Exercise details: All lines in the data below carrying the string "Option" are to be located and copied.

Data records:
=== Section Start ===

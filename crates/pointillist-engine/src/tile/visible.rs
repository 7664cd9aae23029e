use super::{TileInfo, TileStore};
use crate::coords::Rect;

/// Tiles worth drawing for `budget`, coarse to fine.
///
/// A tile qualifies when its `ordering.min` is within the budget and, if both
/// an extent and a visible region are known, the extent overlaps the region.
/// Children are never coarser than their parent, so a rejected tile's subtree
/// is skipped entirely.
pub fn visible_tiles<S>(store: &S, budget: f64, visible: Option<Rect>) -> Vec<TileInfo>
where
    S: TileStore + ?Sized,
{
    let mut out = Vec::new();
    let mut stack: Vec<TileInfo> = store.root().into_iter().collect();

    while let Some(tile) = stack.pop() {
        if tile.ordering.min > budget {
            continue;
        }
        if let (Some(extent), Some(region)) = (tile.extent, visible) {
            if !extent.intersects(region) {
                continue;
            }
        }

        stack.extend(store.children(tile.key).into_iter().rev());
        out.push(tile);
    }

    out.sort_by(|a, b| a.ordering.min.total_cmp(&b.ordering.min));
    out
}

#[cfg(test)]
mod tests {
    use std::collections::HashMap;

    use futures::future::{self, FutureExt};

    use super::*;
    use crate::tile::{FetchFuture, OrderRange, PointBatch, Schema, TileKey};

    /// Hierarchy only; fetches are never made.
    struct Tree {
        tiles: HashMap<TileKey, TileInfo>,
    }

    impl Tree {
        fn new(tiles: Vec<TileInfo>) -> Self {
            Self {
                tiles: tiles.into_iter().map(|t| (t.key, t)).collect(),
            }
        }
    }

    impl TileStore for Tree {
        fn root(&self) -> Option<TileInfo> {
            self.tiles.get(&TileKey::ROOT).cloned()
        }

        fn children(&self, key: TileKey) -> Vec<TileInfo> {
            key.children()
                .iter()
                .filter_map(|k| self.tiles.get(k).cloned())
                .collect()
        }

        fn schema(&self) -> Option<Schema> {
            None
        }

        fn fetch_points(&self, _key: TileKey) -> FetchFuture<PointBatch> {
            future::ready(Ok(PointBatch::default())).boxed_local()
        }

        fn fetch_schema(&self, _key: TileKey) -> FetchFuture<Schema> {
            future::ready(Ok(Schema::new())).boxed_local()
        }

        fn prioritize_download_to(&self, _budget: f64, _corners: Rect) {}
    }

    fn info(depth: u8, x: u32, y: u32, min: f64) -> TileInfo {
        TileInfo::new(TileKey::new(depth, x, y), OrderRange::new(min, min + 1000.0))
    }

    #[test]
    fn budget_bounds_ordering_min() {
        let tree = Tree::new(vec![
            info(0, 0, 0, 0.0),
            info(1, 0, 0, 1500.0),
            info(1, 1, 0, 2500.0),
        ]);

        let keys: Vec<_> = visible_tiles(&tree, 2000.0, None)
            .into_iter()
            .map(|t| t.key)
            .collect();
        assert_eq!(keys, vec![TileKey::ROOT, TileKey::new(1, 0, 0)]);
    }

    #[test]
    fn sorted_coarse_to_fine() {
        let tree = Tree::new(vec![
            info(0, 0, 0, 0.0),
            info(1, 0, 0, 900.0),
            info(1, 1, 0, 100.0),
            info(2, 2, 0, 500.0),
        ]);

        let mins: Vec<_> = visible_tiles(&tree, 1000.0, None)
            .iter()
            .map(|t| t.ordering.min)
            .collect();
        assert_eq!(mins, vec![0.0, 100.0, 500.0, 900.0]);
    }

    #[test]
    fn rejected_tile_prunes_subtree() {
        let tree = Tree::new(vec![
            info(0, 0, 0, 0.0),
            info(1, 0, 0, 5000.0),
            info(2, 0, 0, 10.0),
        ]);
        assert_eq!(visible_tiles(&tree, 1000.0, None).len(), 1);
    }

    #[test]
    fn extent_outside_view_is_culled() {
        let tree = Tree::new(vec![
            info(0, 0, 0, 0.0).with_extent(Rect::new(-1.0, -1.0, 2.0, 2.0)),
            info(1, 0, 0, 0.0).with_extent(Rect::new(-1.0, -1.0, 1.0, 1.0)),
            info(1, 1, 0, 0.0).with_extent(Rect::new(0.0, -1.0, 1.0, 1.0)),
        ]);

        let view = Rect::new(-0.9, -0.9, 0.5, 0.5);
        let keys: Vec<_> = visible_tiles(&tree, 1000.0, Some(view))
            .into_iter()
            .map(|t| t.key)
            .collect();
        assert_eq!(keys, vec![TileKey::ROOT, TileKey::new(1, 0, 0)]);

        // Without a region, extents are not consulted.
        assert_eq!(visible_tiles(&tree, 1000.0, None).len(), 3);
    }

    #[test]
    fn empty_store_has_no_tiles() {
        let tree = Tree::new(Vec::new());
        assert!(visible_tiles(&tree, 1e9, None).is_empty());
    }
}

=== Section End ===
=== Section Start ===

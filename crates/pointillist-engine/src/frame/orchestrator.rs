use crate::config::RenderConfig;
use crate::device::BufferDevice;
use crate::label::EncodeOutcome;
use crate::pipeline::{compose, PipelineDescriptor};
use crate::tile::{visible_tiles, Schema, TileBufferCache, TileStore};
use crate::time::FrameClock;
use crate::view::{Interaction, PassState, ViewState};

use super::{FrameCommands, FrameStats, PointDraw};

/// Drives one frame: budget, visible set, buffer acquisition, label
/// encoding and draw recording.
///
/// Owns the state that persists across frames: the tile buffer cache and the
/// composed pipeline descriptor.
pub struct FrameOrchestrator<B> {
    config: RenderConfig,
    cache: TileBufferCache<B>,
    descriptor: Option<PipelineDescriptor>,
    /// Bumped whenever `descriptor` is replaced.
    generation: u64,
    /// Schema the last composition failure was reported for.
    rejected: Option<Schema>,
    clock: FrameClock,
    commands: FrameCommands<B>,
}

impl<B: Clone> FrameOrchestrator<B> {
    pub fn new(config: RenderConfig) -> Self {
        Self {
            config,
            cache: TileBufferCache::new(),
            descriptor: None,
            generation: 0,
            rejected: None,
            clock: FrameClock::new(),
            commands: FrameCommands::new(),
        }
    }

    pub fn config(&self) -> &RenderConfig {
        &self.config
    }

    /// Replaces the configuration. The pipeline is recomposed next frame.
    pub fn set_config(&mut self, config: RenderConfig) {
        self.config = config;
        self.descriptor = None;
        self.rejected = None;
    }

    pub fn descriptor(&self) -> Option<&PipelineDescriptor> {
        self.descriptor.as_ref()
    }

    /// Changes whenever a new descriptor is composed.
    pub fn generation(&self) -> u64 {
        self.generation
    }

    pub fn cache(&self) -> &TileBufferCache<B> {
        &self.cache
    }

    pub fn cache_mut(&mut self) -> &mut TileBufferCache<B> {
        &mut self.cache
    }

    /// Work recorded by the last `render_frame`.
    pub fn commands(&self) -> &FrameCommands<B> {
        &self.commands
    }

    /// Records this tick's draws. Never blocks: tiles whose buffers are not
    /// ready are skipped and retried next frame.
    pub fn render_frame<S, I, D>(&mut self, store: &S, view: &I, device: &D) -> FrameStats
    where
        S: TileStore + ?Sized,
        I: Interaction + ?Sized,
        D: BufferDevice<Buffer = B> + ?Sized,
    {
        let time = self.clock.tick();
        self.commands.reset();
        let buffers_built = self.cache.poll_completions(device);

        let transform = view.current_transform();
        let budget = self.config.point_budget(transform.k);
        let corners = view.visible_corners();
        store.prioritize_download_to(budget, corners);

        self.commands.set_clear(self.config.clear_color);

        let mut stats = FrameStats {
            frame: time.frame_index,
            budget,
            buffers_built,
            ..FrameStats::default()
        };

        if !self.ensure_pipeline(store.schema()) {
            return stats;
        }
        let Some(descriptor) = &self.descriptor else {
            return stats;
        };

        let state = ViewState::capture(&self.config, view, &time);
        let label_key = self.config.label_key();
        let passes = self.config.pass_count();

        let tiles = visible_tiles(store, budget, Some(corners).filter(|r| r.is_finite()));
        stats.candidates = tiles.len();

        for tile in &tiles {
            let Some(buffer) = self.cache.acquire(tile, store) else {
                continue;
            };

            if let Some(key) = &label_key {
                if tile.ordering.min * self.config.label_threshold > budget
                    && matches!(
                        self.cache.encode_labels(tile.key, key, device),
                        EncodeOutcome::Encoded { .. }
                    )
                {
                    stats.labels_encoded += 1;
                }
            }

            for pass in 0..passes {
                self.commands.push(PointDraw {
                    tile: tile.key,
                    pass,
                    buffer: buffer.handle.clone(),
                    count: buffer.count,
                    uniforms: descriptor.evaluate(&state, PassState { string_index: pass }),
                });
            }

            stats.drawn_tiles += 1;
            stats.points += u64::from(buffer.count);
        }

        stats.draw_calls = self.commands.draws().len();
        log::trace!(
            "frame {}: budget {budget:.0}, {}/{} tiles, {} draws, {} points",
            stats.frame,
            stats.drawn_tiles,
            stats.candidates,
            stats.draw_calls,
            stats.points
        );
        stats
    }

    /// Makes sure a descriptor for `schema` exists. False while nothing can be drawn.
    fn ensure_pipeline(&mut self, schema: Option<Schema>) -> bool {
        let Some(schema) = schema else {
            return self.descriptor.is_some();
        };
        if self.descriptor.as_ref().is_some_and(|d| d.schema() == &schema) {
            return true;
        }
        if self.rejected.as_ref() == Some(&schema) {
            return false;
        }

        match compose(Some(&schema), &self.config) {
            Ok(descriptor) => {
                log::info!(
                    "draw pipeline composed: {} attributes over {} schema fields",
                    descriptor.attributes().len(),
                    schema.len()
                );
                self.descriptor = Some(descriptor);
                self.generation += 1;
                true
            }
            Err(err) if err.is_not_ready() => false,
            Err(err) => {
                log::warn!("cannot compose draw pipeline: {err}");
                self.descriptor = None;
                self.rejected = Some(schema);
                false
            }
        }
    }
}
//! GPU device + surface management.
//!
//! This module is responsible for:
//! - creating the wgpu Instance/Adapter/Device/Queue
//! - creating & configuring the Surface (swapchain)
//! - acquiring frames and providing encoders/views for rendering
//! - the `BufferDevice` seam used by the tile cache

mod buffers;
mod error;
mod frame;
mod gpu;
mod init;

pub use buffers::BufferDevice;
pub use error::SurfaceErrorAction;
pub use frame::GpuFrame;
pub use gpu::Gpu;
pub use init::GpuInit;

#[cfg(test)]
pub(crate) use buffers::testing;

=== Section End ===
=== Section Start ===

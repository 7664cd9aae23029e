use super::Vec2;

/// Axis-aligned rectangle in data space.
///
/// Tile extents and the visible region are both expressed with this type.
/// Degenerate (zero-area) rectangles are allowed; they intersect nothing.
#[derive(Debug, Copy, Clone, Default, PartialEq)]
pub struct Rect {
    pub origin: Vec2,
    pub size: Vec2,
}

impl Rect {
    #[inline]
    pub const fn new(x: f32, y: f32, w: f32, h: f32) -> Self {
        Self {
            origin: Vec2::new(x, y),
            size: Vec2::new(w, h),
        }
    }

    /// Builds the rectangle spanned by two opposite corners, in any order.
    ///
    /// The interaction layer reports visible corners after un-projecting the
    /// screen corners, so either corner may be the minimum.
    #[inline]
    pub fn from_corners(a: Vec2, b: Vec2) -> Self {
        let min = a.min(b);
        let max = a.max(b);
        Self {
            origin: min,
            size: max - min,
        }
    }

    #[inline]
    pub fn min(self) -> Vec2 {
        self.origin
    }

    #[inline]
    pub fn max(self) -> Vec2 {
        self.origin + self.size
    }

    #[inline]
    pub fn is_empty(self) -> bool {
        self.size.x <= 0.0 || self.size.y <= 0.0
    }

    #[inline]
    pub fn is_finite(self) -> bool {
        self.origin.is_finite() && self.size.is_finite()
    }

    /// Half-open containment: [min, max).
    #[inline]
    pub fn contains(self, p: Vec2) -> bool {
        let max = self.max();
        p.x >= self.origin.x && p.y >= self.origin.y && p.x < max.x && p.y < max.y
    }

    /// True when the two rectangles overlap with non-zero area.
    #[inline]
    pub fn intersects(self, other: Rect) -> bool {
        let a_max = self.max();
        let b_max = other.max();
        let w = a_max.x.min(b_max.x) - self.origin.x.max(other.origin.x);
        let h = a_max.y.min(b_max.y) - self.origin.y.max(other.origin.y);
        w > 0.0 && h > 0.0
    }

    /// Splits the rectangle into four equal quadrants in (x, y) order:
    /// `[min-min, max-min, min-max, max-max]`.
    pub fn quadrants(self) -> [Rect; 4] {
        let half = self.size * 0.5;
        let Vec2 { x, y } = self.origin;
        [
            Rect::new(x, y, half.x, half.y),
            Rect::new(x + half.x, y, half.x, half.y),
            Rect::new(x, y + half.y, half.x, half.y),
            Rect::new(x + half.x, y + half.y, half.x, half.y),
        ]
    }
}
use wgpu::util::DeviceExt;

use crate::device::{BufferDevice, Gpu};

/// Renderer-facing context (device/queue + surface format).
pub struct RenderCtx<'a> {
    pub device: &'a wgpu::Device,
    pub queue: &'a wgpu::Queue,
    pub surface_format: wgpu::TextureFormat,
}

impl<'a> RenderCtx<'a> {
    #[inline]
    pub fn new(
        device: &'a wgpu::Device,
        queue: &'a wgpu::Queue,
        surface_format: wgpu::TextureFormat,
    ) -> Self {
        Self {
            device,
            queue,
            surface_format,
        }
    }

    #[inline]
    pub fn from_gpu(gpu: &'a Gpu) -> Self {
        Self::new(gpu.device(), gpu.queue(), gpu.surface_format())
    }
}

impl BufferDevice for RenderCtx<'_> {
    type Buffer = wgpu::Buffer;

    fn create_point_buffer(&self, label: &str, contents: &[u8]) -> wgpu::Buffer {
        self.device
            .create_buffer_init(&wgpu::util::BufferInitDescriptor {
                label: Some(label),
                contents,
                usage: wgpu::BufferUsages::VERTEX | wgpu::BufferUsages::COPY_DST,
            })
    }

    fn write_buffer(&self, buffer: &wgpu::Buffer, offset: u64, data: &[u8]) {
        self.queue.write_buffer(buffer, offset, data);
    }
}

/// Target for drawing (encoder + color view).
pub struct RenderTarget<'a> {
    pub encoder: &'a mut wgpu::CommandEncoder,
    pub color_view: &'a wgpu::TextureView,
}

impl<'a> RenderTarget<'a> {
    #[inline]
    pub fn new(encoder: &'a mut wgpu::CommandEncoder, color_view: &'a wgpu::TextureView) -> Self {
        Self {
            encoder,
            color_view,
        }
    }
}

=== Section End ===

Result:
pub fn visible_tiles<S>(store: &S, budget: f64, visible: Option<Rect>) -> Vec<TileInfo>
        fn root(&self) -> Option<TileInfo> {
        fn schema(&self) -> Option<Schema> {
    descriptor: Option<PipelineDescriptor>,
    rejected: Option<Schema>,
    pub fn descriptor(&self) -> Option<&PipelineDescriptor> {
    fn ensure_pipeline(&mut self, schema: Option<Schema>) -> bool {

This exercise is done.